In a comment to the last post, “Korax” mentions a paper published online in Current Biology this week on chimpanzee tool use. The tool use described in this paper is, as far as I can tell, as or more complex than any previously witnessed in chimps. Here’s the abstract:
Although tool use is known to occur in species ranging from naked mole rats  to owls , chimpanzees are the most accomplished tool users. The modification and use of tools during hunting, however, is still considered to be a uniquely human trait among primates. Here, we report the first account of habitual tool use during vertebrate hunting by nonhumans. At the Fongoli site in Senegal, we observed ten different chimpanzees use tools to hunt prosimian prey in 22 bouts. This includes immature chimpanzees and females, members of age-sex classes not normally characterized by extensive hunting behavior.

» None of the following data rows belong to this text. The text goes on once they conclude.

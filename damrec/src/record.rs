//! Monitoring records
//!
//! The core model of a monitoring result: [`Record`]s of [`Snapshot`]s of
//! [`Region`]s, along with the dual-unit access quantities and the
//! monitoring [`Intervals`] that relate them.

// Imports
use {damrec_util::units, std::str};

/// Contiguous address region with its observed access pattern
#[derive(Clone, PartialEq, Debug)]
pub struct Region {
	/// Start address, inclusive
	pub start: u64,

	/// End address, exclusive
	pub end: u64,

	/// How often the region was accessed
	pub nr_accesses: NrAccesses,

	/// For how long the current access pattern has held
	pub age: Age,
}

impl Region {
	/// Creates a new region.
	///
	/// # Errors
	/// Returns an error if `start >= end`.
	pub fn new(start: u64, end: u64, nr_accesses: NrAccesses, age: Age) -> Result<Self, InvalidRangeError> {
		match start < end {
			true => Ok(Self {
				start,
				end,
				nr_accesses,
				age,
			}),
			false => Err(InvalidRangeError { start, end }),
		}
	}

	/// Returns the size of this region, in bytes
	pub fn size(&self) -> u64 {
		self.end - self.start
	}
}

/// Access frequency of a region.
///
/// Dual-unit: sampling hits per aggregation interval (`samples`) and/or
/// the percentage of the maximum possible hits (`percent`). Sources set
/// whichever unit they measure in; the other side can be derived later
/// via [`add_unset_unit`](Self::add_unset_unit).
#[derive(Clone, Copy, PartialEq, Debug)]
#[derive(Default)]
pub struct NrAccesses {
	/// Sampling hits within one aggregation interval
	pub samples: Option<u64>,

	/// Percentage of the maximum possible hits
	pub percent: Option<f64>,
}

impl NrAccesses {
	/// Creates a value measured in samples
	#[must_use]
	pub const fn from_samples(samples: u64) -> Self {
		Self {
			samples: Some(samples),
			percent: None,
		}
	}

	/// Creates a value measured as a percentage
	#[must_use]
	pub const fn from_percent(percent: f64) -> Self {
		Self {
			samples: None,
			percent: Some(percent),
		}
	}

	/// Creates a value with neither unit set
	#[must_use]
	pub const fn unset() -> Self {
		Self {
			samples: None,
			percent: None,
		}
	}

	/// Fills in the missing unit from `intervals`.
	///
	/// No-op if both units are already set, or neither is.
	pub fn add_unset_unit(&mut self, intervals: &Intervals) {
		let max_nr_accesses = intervals.max_nr_accesses();
		match (self.samples, self.percent) {
			(Some(samples), None) => self.percent = Some(samples as f64 * 100.0 / max_nr_accesses),
			(None, Some(percent)) => self.samples = Some((percent * max_nr_accesses / 100.0) as u64),
			_ => (),
		}
	}

	/// Returns this value rebased to `unit`
	#[must_use]
	pub fn converted(mut self, unit: NrAccessesUnit, intervals: &Intervals) -> Self {
		self.add_unset_unit(intervals);
		match unit {
			NrAccessesUnit::Samples => Self {
				samples: self.samples,
				percent: None,
			},
			NrAccessesUnit::Percent => Self {
				samples: None,
				percent: self.percent,
			},
		}
	}
}

/// Age of a region's access pattern.
///
/// Dual-unit: aggregation intervals and/or micro-seconds.
#[derive(Clone, Copy, PartialEq, Debug)]
#[derive(Default)]
pub struct Age {
	/// Aggregation intervals the pattern has held for
	pub aggr_intervals: Option<u64>,

	/// Micro-seconds the pattern has held for
	pub usec: Option<u64>,
}

impl Age {
	/// Creates an age measured in aggregation intervals
	#[must_use]
	pub const fn from_aggr_intervals(aggr_intervals: u64) -> Self {
		Self {
			aggr_intervals: Some(aggr_intervals),
			usec:           None,
		}
	}

	/// Creates an age measured in micro-seconds
	#[must_use]
	pub const fn from_usec(usec: u64) -> Self {
		Self {
			aggr_intervals: None,
			usec:           Some(usec),
		}
	}

	/// Creates an age with neither unit set
	#[must_use]
	pub const fn unset() -> Self {
		Self {
			aggr_intervals: None,
			usec:           None,
		}
	}

	/// Fills in the missing unit from `intervals`.
	///
	/// No-op if both units are already set, or neither is.
	pub fn add_unset_unit(&mut self, intervals: &Intervals) {
		match (self.aggr_intervals, self.usec) {
			(Some(aggr_intervals), None) => self.usec = Some(aggr_intervals.saturating_mul(intervals.aggr_us)),
			(None, Some(usec)) => self.aggr_intervals = Some(match intervals.aggr_us {
				0 => 0,
				aggr_us => usec / aggr_us,
			}),
			_ => (),
		}
	}

	/// Returns this value rebased to `unit`
	#[must_use]
	pub fn converted(mut self, unit: AgeUnit, intervals: &Intervals) -> Self {
		self.add_unset_unit(intervals);
		match unit {
			AgeUnit::AggrIntervals => Self {
				aggr_intervals: self.aggr_intervals,
				usec:           None,
			},
			AgeUnit::Usec => Self {
				aggr_intervals: None,
				usec:           self.usec,
			},
		}
	}
}

/// Unit selector for [`NrAccesses`]
#[derive(Clone, Copy, PartialEq, Eq, Debug)]
pub enum NrAccessesUnit {
	Samples,
	Percent,
}

/// Unit selector for [`Age`]
#[derive(Clone, Copy, PartialEq, Eq, Debug)]
pub enum AgeUnit {
	AggrIntervals,
	Usec,
}

/// Monitoring intervals, in micro-seconds
#[derive(Clone, Copy, PartialEq, Eq, Debug)]
pub struct Intervals {
	/// Sampling interval
	pub sample_us: u64,

	/// Aggregation interval
	pub aggr_us: u64,

	/// Regions update interval
	pub update_us: u64,
}

impl Intervals {
	/// Returns the maximum number of sampling hits per aggregation interval
	pub fn max_nr_accesses(&self) -> f64 {
		self.aggr_us as f64 / self.sample_us as f64
	}
}

impl Default for Intervals {
	fn default() -> Self {
		Self {
			sample_us: 5_000,
			aggr_us:   100_000,
			update_us: 1_000_000,
		}
	}
}

/// Point-in-time monitoring snapshot
#[derive(Clone, PartialEq, Debug)]
pub struct Snapshot {
	/// Start of the aggregation period, in nano-seconds
	pub start_time: i64,

	/// End of the aggregation period, in nano-seconds
	pub end_time: i64,

	/// All observed regions
	pub regions: Vec<Region>,

	/// Total monitored bytes, if recorded
	pub total_bytes: Option<u64>,
}

impl Snapshot {
	/// Returns the total monitored size, in bytes.
	///
	/// Uses the recorded total when present, else the sum of all region sizes.
	pub fn total_sz_bytes(&self) -> u64 {
		match self.total_bytes {
			Some(total_bytes) => total_bytes,
			None => self.regions.iter().map(Region::size).sum(),
		}
	}
}

/// Monitoring record of a single target
#[derive(Clone, PartialEq, Debug)]
#[derive(Default)]
pub struct Record {
	/// Index of the kdamond that produced this record
	pub kdamond_idx: Option<u32>,

	/// Index of the monitoring context within the kdamond
	pub context_idx: Option<u32>,

	/// Monitoring intervals in effect
	pub intervals: Option<Intervals>,

	/// Index of the scheme this record was collected for
	pub scheme_idx: Option<u32>,

	/// Monitoring target id
	pub target_id: Option<u64>,

	/// All snapshots, oldest first
	pub snapshots: Vec<Snapshot>,
}

impl Record {
	/// Fills in the missing unit of every region quantity.
	///
	/// # Errors
	/// Returns an error if some quantity needs filling and `intervals`
	/// is unset. Does not error when there is nothing to fill.
	pub fn add_unset_units(&mut self) -> Result<(), MissingIntervalsError> {
		let needs_fill = self
			.snapshots
			.iter()
			.flat_map(|snapshot| snapshot.regions.iter())
			.any(|region| {
				region.nr_accesses.samples.is_some() != region.nr_accesses.percent.is_some() ||
					region.age.aggr_intervals.is_some() != region.age.usec.is_some()
			});
		if !needs_fill {
			return Ok(());
		}

		let intervals = self.intervals.ok_or(MissingIntervalsError)?;
		for snapshot in &mut self.snapshots {
			for region in &mut snapshot.regions {
				region.nr_accesses.add_unset_unit(&intervals);
				region.age.add_unset_unit(&intervals);
			}
		}

		Ok(())
	}

	/// Back-fills the first snapshot's start time.
	///
	/// The recording formats only carry end times, so the first snapshot's
	/// start is estimated from the average end-to-end spacing:
	/// `start[0] = end[0] - (end[last] - end[0]) / (n - 1)`.
	///
	/// No-op with fewer than 2 snapshots.
	pub fn set_first_snapshot_start_time(&mut self) {
		let n = self.snapshots.len() as i64;
		if n < 2 {
			return;
		}

		let first_end = self.snapshots[0].end_time;
		let last_end = self.snapshots[self.snapshots.len() - 1].end_time;
		self.snapshots[0].start_time = first_end - (last_end - first_end) / (n - 1);
	}
}

/// Address range, for filtering and rendering
#[derive(Clone, Copy, PartialEq, Eq, Debug)]
pub struct AddrRange {
	/// Start address, inclusive
	pub start: u64,

	/// End address, exclusive
	pub end: u64,
}

impl AddrRange {
	/// Creates a new address range.
	///
	/// # Errors
	/// Returns an error if `start >= end`.
	pub fn new(start: u64, end: u64) -> Result<Self, InvalidRangeError> {
		match start < end {
			true => Ok(Self { start, end }),
			false => Err(InvalidRangeError { start, end }),
		}
	}

	/// Returns the size of this range, in bytes
	pub fn size(&self) -> u64 {
		self.end - self.start
	}
}

impl str::FromStr for AddrRange {
	type Err = ParseAddrRangeError;

	/// Parses a range from `<start>-<end>`, where both sides take size units
	fn from_str(s: &str) -> Result<Self, Self::Err> {
		let (start, end) = s.split_once('-').ok_or_else(|| ParseAddrRangeError::MissingSeparator {
			text: s.to_owned(),
		})?;
		let start = units::parse_sz_bytes(start)?;
		let end = units::parse_sz_bytes(end)?;
		Self::new(start, end).map_err(Into::into)
	}
}

/// Error for an inverted or empty address range
#[derive(Clone, Copy, PartialEq, Eq, Debug)]
#[derive(thiserror::Error)]
#[error("invalid address range {start:#x}..{end:#x}")]
pub struct InvalidRangeError {
	/// Start address
	pub start: u64,

	/// End address
	pub end: u64,
}

/// Error for unit conversions that need unrecorded intervals
#[derive(Clone, Copy, PartialEq, Eq, Debug)]
#[derive(thiserror::Error)]
#[error("monitoring intervals are not recorded")]
pub struct MissingIntervalsError;

/// Error for parsing an [`AddrRange`]
#[derive(Clone, PartialEq, Eq, Debug)]
#[derive(thiserror::Error)]
pub enum ParseAddrRangeError {
	/// Missing the `-` separator
	#[error("missing `-` separator in {text:?}")]
	MissingSeparator { text: String },

	/// Invalid address value
	#[error("invalid address value")]
	Value(#[from] units::ParseValueError),

	/// Inverted range
	#[error(transparent)]
	Range(#[from] InvalidRangeError),
}

#[cfg(test)]
mod tests {
	use super::*;

	/// Intervals with `max_nr_accesses` of exactly 20
	fn test_intervals() -> Intervals {
		Intervals {
			sample_us: 5_000,
			aggr_us:   100_000,
			update_us: 1_000_000,
		}
	}

	#[test]
	fn region_rejects_inverted_range() {
		assert!(Region::new(4096, 8192, NrAccesses::unset(), Age::unset()).is_ok());
		assert_eq!(
			Region::new(8192, 4096, NrAccesses::unset(), Age::unset()),
			Err(InvalidRangeError { start: 8192, end: 4096 })
		);
		assert!(Region::new(4096, 4096, NrAccesses::unset(), Age::unset()).is_err());
	}

	#[test]
	fn nr_accesses_fills_missing_unit() {
		let intervals = test_intervals();

		let mut nr_accesses = NrAccesses::from_samples(5);
		nr_accesses.add_unset_unit(&intervals);
		assert_eq!(nr_accesses.percent, Some(25.0));

		let mut nr_accesses = NrAccesses::from_percent(25.0);
		nr_accesses.add_unset_unit(&intervals);
		assert_eq!(nr_accesses.samples, Some(5));
	}

	#[test]
	fn nr_accesses_fill_is_idempotent() {
		let intervals = test_intervals();

		let mut nr_accesses = NrAccesses::from_samples(7);
		nr_accesses.add_unset_unit(&intervals);
		let filled = nr_accesses;
		nr_accesses.add_unset_unit(&intervals);
		assert_eq!(nr_accesses, filled);

		let mut unset = NrAccesses::unset();
		unset.add_unset_unit(&intervals);
		assert_eq!(unset, NrAccesses::unset());
	}

	#[test]
	fn nr_accesses_conversion_round_trips() {
		let intervals = test_intervals();

		// Samples -> percent -> samples, exact for whole sample counts
		for samples in [0, 1, 5, 19, 20] {
			let percent = NrAccesses::from_samples(samples).converted(NrAccessesUnit::Percent, &intervals);
			let back = percent.converted(NrAccessesUnit::Samples, &intervals);
			assert_eq!(back.samples, Some(samples));
		}
	}

	#[test]
	fn age_fills_missing_unit() {
		let intervals = test_intervals();

		let mut age = Age::from_aggr_intervals(3);
		age.add_unset_unit(&intervals);
		assert_eq!(age.usec, Some(300_000));

		let mut age = Age::from_usec(300_000);
		age.add_unset_unit(&intervals);
		assert_eq!(age.aggr_intervals, Some(3));
	}

	#[test]
	fn age_conversion_round_trips() {
		let intervals = test_intervals();

		for aggr_intervals in [0, 1, 42, u64::from(u32::MAX)] {
			let usec = Age::from_aggr_intervals(aggr_intervals).converted(AgeUnit::Usec, &intervals);
			let back = usec.converted(AgeUnit::AggrIntervals, &intervals);
			assert_eq!(back.aggr_intervals, Some(aggr_intervals));
		}
	}

	#[test]
	fn back_fill_estimates_first_start() {
		let snapshot = |end_time| Snapshot {
			start_time: end_time,
			end_time,
			regions: vec![],
			total_bytes: None,
		};

		let mut record = Record {
			snapshots: vec![snapshot(10), snapshot(20), snapshot(30)],
			..Record::default()
		};
		record.set_first_snapshot_start_time();

		// start[0] = 10 - (30 - 10) / 2
		assert_eq!(record.snapshots[0].start_time, 0);
		assert_eq!(record.snapshots[1].start_time, 20);
	}

	#[test]
	fn back_fill_ignores_single_snapshot() {
		let mut record = Record {
			snapshots: vec![Snapshot {
				start_time:  100,
				end_time:    100,
				regions:     vec![],
				total_bytes: None,
			}],
			..Record::default()
		};
		record.set_first_snapshot_start_time();
		assert_eq!(record.snapshots[0].start_time, 100);
	}

	#[test]
	fn add_unset_units_requires_intervals_only_when_needed() {
		let region = Region::new(0, 4096, NrAccesses::from_samples(2), Age::unset()).expect("Valid range");
		let snapshot = Snapshot {
			start_time:  0,
			end_time:    1,
			regions:     vec![region],
			total_bytes: None,
		};

		// A fill is needed, but there are no intervals
		let mut record = Record {
			snapshots: vec![snapshot.clone()],
			..Record::default()
		};
		assert_eq!(record.add_unset_units(), Err(MissingIntervalsError));

		// Same record with intervals
		let mut record = Record {
			intervals: Some(test_intervals()),
			snapshots: vec![snapshot],
			..Record::default()
		};
		assert_eq!(record.add_unset_units(), Ok(()));
		assert_eq!(record.snapshots[0].regions[0].nr_accesses.percent, Some(10.0));

		// Nothing to fill at all
		let mut record = Record::default();
		assert_eq!(record.add_unset_units(), Ok(()));
	}

	#[test]
	fn snapshot_total_size() {
		let region = |start, end| Region::new(start, end, NrAccesses::unset(), Age::unset()).expect("Valid range");
		let mut snapshot = Snapshot {
			start_time:  0,
			end_time:    1,
			regions:     vec![region(0, 4096), region(8192, 12288)],
			total_bytes: None,
		};
		assert_eq!(snapshot.total_sz_bytes(), 8192);

		snapshot.total_bytes = Some(1 << 30);
		assert_eq!(snapshot.total_sz_bytes(), 1 << 30);
	}

	#[test]
	fn addr_range_parsing() {
		assert_eq!("4096-8192".parse(), Ok(AddrRange { start: 4096, end: 8192 }));
		assert_eq!("4K-8K".parse(), Ok(AddrRange { start: 4096, end: 8192 }));
		assert_eq!("min-max".parse(), Ok(AddrRange { start: 0, end: u64::MAX }));
		assert!(matches!(
			"4096".parse::<AddrRange>(),
			Err(ParseAddrRangeError::MissingSeparator { .. })
		));
		assert!(matches!("8K-4K".parse::<AddrRange>(), Err(ParseAddrRangeError::Range(_))));
	}
}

Chimpanzees made 26 different tools, and we were able to recover and analyze 12 of these. Tool construction entailed up to five steps, including trimming the tool tip to a point. Tools were used in the manner of a spear, rather than a probe or rousing tool. This new information on chimpanzee tool use has important implications for the evolution of tool use and construction for hunting in the earliest hominids, especially given our observations that females and immature chimpanzees exhibited this behavior more frequently than adult males.

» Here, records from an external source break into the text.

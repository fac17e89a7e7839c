//! Monitoring record inspection and conversion (`damrec`)

// Modules
mod args;

// Imports
use {
	self::args::Args,
	anyhow::Context,
	clap::Parser,
	damrec::{
		filter::{self, AccessPattern},
		formats::{self, record_file, FileFormat},
		record::{AddrRange, Age, NrAccesses, Record, Snapshot},
		WindowSpec,
	},
	damrec_util::{logger, units},
	std::{fmt, fs},
};

fn main() -> Result<(), anyhow::Error> {
	// Get arguments
	let args = Args::parse();
	logger::pre_init::debug(format!("Args: {args:?}"));

	// Initialize logging
	logger::init(args.log_file.as_deref(), args.log_file_append);

	// Read the records
	let mut records = formats::decode_file(&args.input_file, args.format).context("Unable to read records file")?;
	tracing::debug!(records = records.len(), "Decoded records");

	// Apply the intervals override
	if let Some(intervals) = args.intervals {
		for record in &mut records {
			record.intervals = Some(intervals);
		}
	}

	// Filter by address, then by access pattern
	if !args.address.is_empty() {
		let ranges = self::sorted_disjoint_ranges(&args.address)?;
		filter::filter_records_by_address(&mut records, &ranges);
	}
	if let Some(pattern) = self::access_pattern(&args)? {
		for record in &mut records {
			filter::filter_by_pattern(record, &pattern);
		}
	}

	// Aggregate snapshots
	let window = match (args.aggregate_interval, args.aggregate_count) {
		(Some(window_ns), _) => Some(WindowSpec::Time(window_ns)),
		(None, Some(count)) => Some(WindowSpec::Count(count)),
		(None, None) => None,
	};
	if let Some(window) = window {
		for record in &mut records {
			record.aggregate_snapshots(window);
		}
	}

	// Write the records back out, or summarize them
	match &args.output_file {
		Some(output_file) => {
			let format = args.output_format.unwrap_or(FileFormat::Json);
			match format {
				// The binary format is the only versioned one
				FileFormat::RecordBinary if args.format_version != 2 => {
					let bytes = record_file::encode_with_version(&records, args.format_version)
						.context("Unable to encode records")?;
					fs::write(output_file, bytes).context("Unable to write output file")?;
				},
				_ => formats::encode_to_file(&records, format, output_file).context("Unable to write output file")?,
			}
			tracing::info!(?output_file, %format, "Wrote records");
		},
		None => self::print_summary(&records, args.regions),
	}

	Ok(())
}

/// Sorts `ranges` and checks they are disjoint
fn sorted_disjoint_ranges(ranges: &[AddrRange]) -> Result<Vec<AddrRange>, anyhow::Error> {
	let mut ranges = ranges.to_vec();
	ranges.sort_by_key(|range| range.start);
	for pair in ranges.windows(2) {
		anyhow::ensure!(
			pair[0].end <= pair[1].start,
			"Address ranges {:#x}-{:#x} and {:#x}-{:#x} overlap",
			pair[0].start,
			pair[0].end,
			pair[1].start,
			pair[1].end,
		);
	}
	Ok(ranges)
}

/// Builds the access pattern from the filter arguments, if any are given
fn access_pattern(args: &Args) -> Result<Option<AccessPattern>, anyhow::Error> {
	if args.sz_region.is_none() && args.access_rate.is_none() && args.age.is_none() {
		return Ok(None);
	}

	let mut pattern = AccessPattern::default();
	if let Some(bounds) = &args.sz_region {
		pattern.sz_bytes = self::parse_bounds(bounds, units::parse_sz_bytes).context("Unable to parse `--sz-region`")?;
	}
	if let Some(bounds) = &args.access_rate {
		let (min, max) = self::parse_bounds(bounds, units::parse_percent).context("Unable to parse `--access-rate`")?;
		pattern.nr_accesses = (NrAccesses::from_percent(min), NrAccesses::from_percent(max));
	}
	if let Some(bounds) = &args.age {
		let (min, max) = self::parse_bounds(bounds, units::parse_time_us).context("Unable to parse `--age`")?;
		pattern.age = (Age::from_usec(min), Age::from_usec(max));
	}

	Ok(Some(pattern))
}

/// Parses a `MIN MAX` bound pair
fn parse_bounds<T>(
	values: &[String],
	parse: fn(&str) -> Result<T, units::ParseValueError>,
) -> Result<(T, T), anyhow::Error> {
	match values {
		[min, max] => Ok((parse(min)?, parse(max)?)),
		_ => anyhow::bail!("Expected 2 values, found {}", values.len()),
	}
}

/// Prints a per-record summary, with per-region lines if `with_regions`
fn print_summary(records: &[Record], with_regions: bool) {
	for (record_idx, record) in records.iter().enumerate() {
		println!(
			"record {record_idx}: target {}, kdamond {}, context {}, scheme {}",
			self::opt(record.target_id),
			self::opt(record.kdamond_idx),
			self::opt(record.context_idx),
			self::opt(record.scheme_idx),
		);

		if let Some(intervals) = record.intervals {
			println!(
				"  intervals: sample {}, aggr {}, update {}",
				units::format_time_ns(intervals.sample_us.saturating_mul(units::NSECS_PER_USEC)),
				units::format_time_ns(intervals.aggr_us.saturating_mul(units::NSECS_PER_USEC)),
				units::format_time_ns(intervals.update_us.saturating_mul(units::NSECS_PER_USEC)),
			);
		}

		let span = match (record.snapshots.first(), record.snapshots.last()) {
			(Some(first), Some(last)) => u64::try_from(last.end_time - first.start_time).unwrap_or(0),
			_ => 0,
		};
		let avg_bytes = match record.snapshots.is_empty() {
			true => 0,
			false => record.snapshots.iter().map(Snapshot::total_sz_bytes).sum::<u64>() / record.snapshots.len() as u64,
		};
		println!(
			"  snapshots: {}, spanning {}, averaging {}",
			record.snapshots.len(),
			units::format_time_ns(span),
			units::format_sz(avg_bytes),
		);

		if with_regions {
			for (snapshot_idx, snapshot) in record.snapshots.iter().enumerate() {
				println!(
					"  snapshot {snapshot_idx}: {} regions, {} total, {} long",
					snapshot.regions.len(),
					units::format_sz(snapshot.total_sz_bytes()),
					units::format_time_ns(u64::try_from(snapshot.end_time - snapshot.start_time).unwrap_or(0)),
				);
				for region in &snapshot.regions {
					println!(
						"    {:#x}-{:#x} ({}): {}, age {}",
						region.start,
						region.end,
						units::format_sz(region.size()),
						self::fmt_nr_accesses(region.nr_accesses),
						self::fmt_age(region.age),
					);
				}
			}
		}
	}
}

/// Formats an optional value, `-` when unset
fn opt<T: fmt::Display>(value: Option<T>) -> String {
	value.map_or_else(|| "-".to_owned(), |value| value.to_string())
}

/// Formats a dual-unit access rate
fn fmt_nr_accesses(nr_accesses: NrAccesses) -> String {
	match (nr_accesses.samples, nr_accesses.percent) {
		(Some(samples), Some(percent)) => format!("{samples} samples ({})", units::format_percent(percent)),
		(Some(samples), None) => format!("{samples} samples"),
		(None, Some(percent)) => units::format_percent(percent),
		(None, None) => "-".to_owned(),
	}
}

/// Formats a dual-unit age
fn fmt_age(age: Age) -> String {
	match (age.usec, age.aggr_intervals) {
		(Some(usec), _) => units::format_time_ns(usec.saturating_mul(units::NSECS_PER_USEC)),
		(None, Some(aggr_intervals)) => format!("{aggr_intervals} aggr intervals"),
		(None, None) => "-".to_owned(),
	}
}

The “prosimian prey” the chimps were hunting were lesser bushbabies like the one in the picture. Here’s a more detailed description of the behavior from the paper. Keep that cute little animal in the picture in mind when you read this. Poor little things.
Chimpanzees forcibly ”jabbed” (sensu Marlowe ) tools into hollow trunks or branches multiple times and smelled and/or licked them upon extraction. In only two of 22 cases was tool use playful (in the case of the infant male) or exploratory in nature (”investigatory probe” ). In all other cases, chimpanzees were judged to use such force in inserting the tool that prey within the cavity could have been injured. In all observed cases,chimpanzees used one hand in a ”power grip”  to jab the tool downward multiple times into the cavity. In the single instance in which a chimpanzee was observed to extract a bushbaby, it was unknown whether the prey was alive or dead after the use of the tool, but it made no attempts to escape, nor did it utter any vocalization. In that case, the chimpanzee ultimately broke off the terminal end of the hollow branch by moving several meters up the large (>10 cm diameter) branch and jumping on the branch until it broke off. She then climbed down, reached into the cavity, and pulled out the bushbaby. (p. 2)
I don’t know what sorts of implications this has for theories of chimp culture. It’s not clear how this behavior developed and whether it has changed over time. It is interesting that most of the instances of spear use were by adult females and young chimps, since other aspects of chimp culture seem to be passed on mostly through females, with males only showing them while young and still under their mother’s care.